In humans, the liver can store 4–5 mg of vitamin B12. This amount is sufficient to meet requirements for four to five years. Clinical features of deficiency are evident by five years and include fatigue, shortness of breath, and heart palpitations [23]. Deficiency may also lead to neurological manifestations, including numbness and tingling in the extremities (worse in lower extremities), gait disturbance, and cognitive changes, including memory loss and dementia. Individuals may also have a sore tongue, loss of appetite, constipation, and flatulence [1]. Megaloblastic anemia is a potential hematological effect [23].
The causes of vitamin B12 deficiency are numerous and include pernicious anemia, gastric disease, chronic atrophic gastritis, pancreatic disease, pancreatectomy, resection of the ileum, bacterial overgrowth, or HIV infection. Malnutrition, vegetarianism, or vegan diet may also lead to deficiency [23].

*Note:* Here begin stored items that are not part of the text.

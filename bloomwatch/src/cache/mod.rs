//! Bounded in-memory caches.
//!
//! [`TtlCache`] backs both process-wide stores: the layer catalog and the
//! aggregated view cache. Entries expire after a time-to-live and the least
//! recently used entry goes when capacity is reached.

mod key;
mod stats;
mod ttl;

pub use key::{fingerprint, ViewCacheKey, DEFAULT_BBOX_PRECISION};
pub use stats::CacheStats;
pub use ttl::TtlCache;
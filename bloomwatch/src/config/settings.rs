//! Settings structs for all configuration sections.
//!
//! Each struct represents one `[section]` of the INI config file.
//! These are pure data types with no parsing or serialization logic.

use std::path::PathBuf;

/// Complete application configuration loaded from config.ini.
#[derive(Debug, Clone, PartialEq)]
pub struct ConfigFile {
    /// External service endpoints
    pub upstream: UpstreamSettings,
    /// View cache settings
    pub cache: CacheSettings,
    /// Satellite scene search settings
    pub scenes: SceneSettings,
    pub aggregation: AggregationSettings,
    pub validation: ValidationSettings,
    /// Retry behaviour for catalog requests
    pub retry: RetrySettings,
    pub logging: LoggingSettings,
}

/// Upstream service configuration.
#[derive(Debug, Clone, PartialEq)]
pub struct UpstreamSettings {
    /// WMS GetCapabilities (or JSON catalog) URL
    pub layer_catalog_url: String,
    /// STAC Item Search URL
    pub satellite_catalog_url: String,
    /// Classification endpoint; classification is disabled when unset
    pub inference_endpoint_url: Option<String>,
    /// Bearer token sent to the inference endpoint
    pub inference_token: Option<String>,
    /// Nominatim-compatible search URL used to resolve addresses
    pub geocoder_url: String,
    /// Per-request timeout for catalog requests (seconds)
    pub http_timeout: u64,
    /// Per-request timeout for inference requests (seconds)
    pub inference_timeout: u64,
}

#[derive(Debug, Clone, PartialEq)]
pub struct CacheSettings {
    /// View time-to-live (seconds)
    pub ttl: u64,
    /// Maximum cached views
    pub max_entries: usize,
    /// Layer catalog refresh interval (seconds)
    pub catalog_ttl: u64,
    /// Decimal places kept when rounding bbox edges for cache keys
    pub bbox_precision: u32,
}

#[derive(Debug, Clone, PartialEq)]
pub struct SceneSettings {
    /// Scenes cloudier than this are dropped (percent)
    pub max_cloud_cover_pct: f64,
    /// Maximum scenes per view
    pub max_results: usize,
    /// Items requested per catalog page
    pub page_size: u32,
    /// Collections to search; empty searches all
    pub collections: Vec<String>,
}

#[derive(Debug, Clone, PartialEq)]
pub struct AggregationSettings {
    /// Overall deadline for one view build (seconds)
    pub timeout: u64,
}

#[derive(Debug, Clone, PartialEq)]
pub struct ValidationSettings {
    pub min_zoom: u8,
    pub max_zoom: u8,
    /// Zoom used when a query does not give one
    pub default_zoom: u8,
}

#[derive(Debug, Clone, PartialEq)]
pub struct RetrySettings {
    /// Retries after the first attempt
    pub max_retries: u32,
    pub base_delay_ms: u64,
    pub max_delay_ms: u64,
    /// Add up to 25% random delay to each backoff
    pub jitter: bool,
}

#[derive(Debug, Clone, PartialEq)]
pub struct LoggingSettings {
    /// Log file path
    pub file: PathBuf,
    /// Also log to stdout
    pub stdout: bool,
    /// Force debug level regardless of RUST_LOG
    pub debug: bool,
}
//! Default values for every configuration key.

use super::settings::*;
use crate::aggregate::{
    DEFAULT_AGGREGATION_TIMEOUT_SECS, DEFAULT_VIEW_CACHE_MAX_ENTRIES, DEFAULT_VIEW_CACHE_TTL_SECS,
};
use crate::cache::DEFAULT_BBOX_PRECISION;
use crate::geo::{DEFAULT_MAX_ZOOM, DEFAULT_MIN_ZOOM, DEFAULT_ZOOM};
use crate::geocode::DEFAULT_GEOCODER_URL;
use crate::inference::DEFAULT_INFERENCE_TIMEOUT_SECS;
use crate::layers::{DEFAULT_CATALOG_TTL_SECS, DEFAULT_LAYER_CATALOG_URL};
use crate::scenes::{
    DEFAULT_COLLECTIONS, DEFAULT_MAX_CLOUD_COVER_PCT, DEFAULT_MAX_SCENES, DEFAULT_PAGE_SIZE,
    DEFAULT_SATELLITE_CATALOG_URL,
};
use crate::upstream::{
    DEFAULT_BASE_DELAY_MS, DEFAULT_HTTP_TIMEOUT_SECS, DEFAULT_MAX_DELAY_MS, DEFAULT_MAX_RETRIES,
};

/// Highest zoom level accepted in `[validation]`.
pub const MAX_SUPPORTED_ZOOM: u8 = 24;

/// Longest timeout or TTL accepted anywhere in the configuration (one year).
pub const MAX_DURATION_SECS: u64 = 365 * 24 * 60 * 60;

/// Default log file name inside the config directory.
pub const DEFAULT_LOG_FILE: &str = "bloomwatch.log";

impl Default for ConfigFile {
    fn default() -> Self {
        let config_dir = super::file::config_directory();

        Self {
            upstream: UpstreamSettings {
                layer_catalog_url: DEFAULT_LAYER_CATALOG_URL.to_string(),
                satellite_catalog_url: DEFAULT_SATELLITE_CATALOG_URL.to_string(),
                inference_endpoint_url: None,
                inference_token: None,
                geocoder_url: DEFAULT_GEOCODER_URL.to_string(),
                http_timeout: DEFAULT_HTTP_TIMEOUT_SECS,
                inference_timeout: DEFAULT_INFERENCE_TIMEOUT_SECS,
            },
            cache: CacheSettings {
                ttl: DEFAULT_VIEW_CACHE_TTL_SECS,
                max_entries: DEFAULT_VIEW_CACHE_MAX_ENTRIES,
                catalog_ttl: DEFAULT_CATALOG_TTL_SECS,
                bbox_precision: DEFAULT_BBOX_PRECISION,
            },
            scenes: SceneSettings {
                max_cloud_cover_pct: DEFAULT_MAX_CLOUD_COVER_PCT,
                max_results: DEFAULT_MAX_SCENES,
                page_size: DEFAULT_PAGE_SIZE,
                collections: DEFAULT_COLLECTIONS.iter().map(|c| c.to_string()).collect(),
            },
            aggregation: AggregationSettings {
                timeout: DEFAULT_AGGREGATION_TIMEOUT_SECS,
            },
            validation: ValidationSettings {
                min_zoom: DEFAULT_MIN_ZOOM,
                max_zoom: DEFAULT_MAX_ZOOM,
                default_zoom: DEFAULT_ZOOM,
            },
            retry: RetrySettings {
                max_retries: DEFAULT_MAX_RETRIES,
                base_delay_ms: DEFAULT_BASE_DELAY_MS,
                max_delay_ms: DEFAULT_MAX_DELAY_MS,
                jitter: true,
            },
            logging: LoggingSettings {
                file: config_dir.join("logs").join(DEFAULT_LOG_FILE),
                stdout: false,
                debug: false,
            },
        }
    }
}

Persons with a deficiency of vitamin B12 may be at greater risk for cardiovascular disease. A high level of homocysteine may result in a shortage of folic acid and vitamin B12. High homocysteine levels have been linked to cardiovascular disease and stroke [23].
Homocysteine is a neurotoxin. Low levels of vitamin B12 contribute to high levels of homocysteine, which causes injury to the brain via oxidative stress [23].
The B vitamins are critical for numerous functions in the human body, and deficiency of these important vitamins results in numerous health problems. Practitioners should be careful to counsel patients about meeting the minimum daily requirements of these nutrients via diet and lifestyle. In addition, food fortification and supplements are helpful for increasing intakes.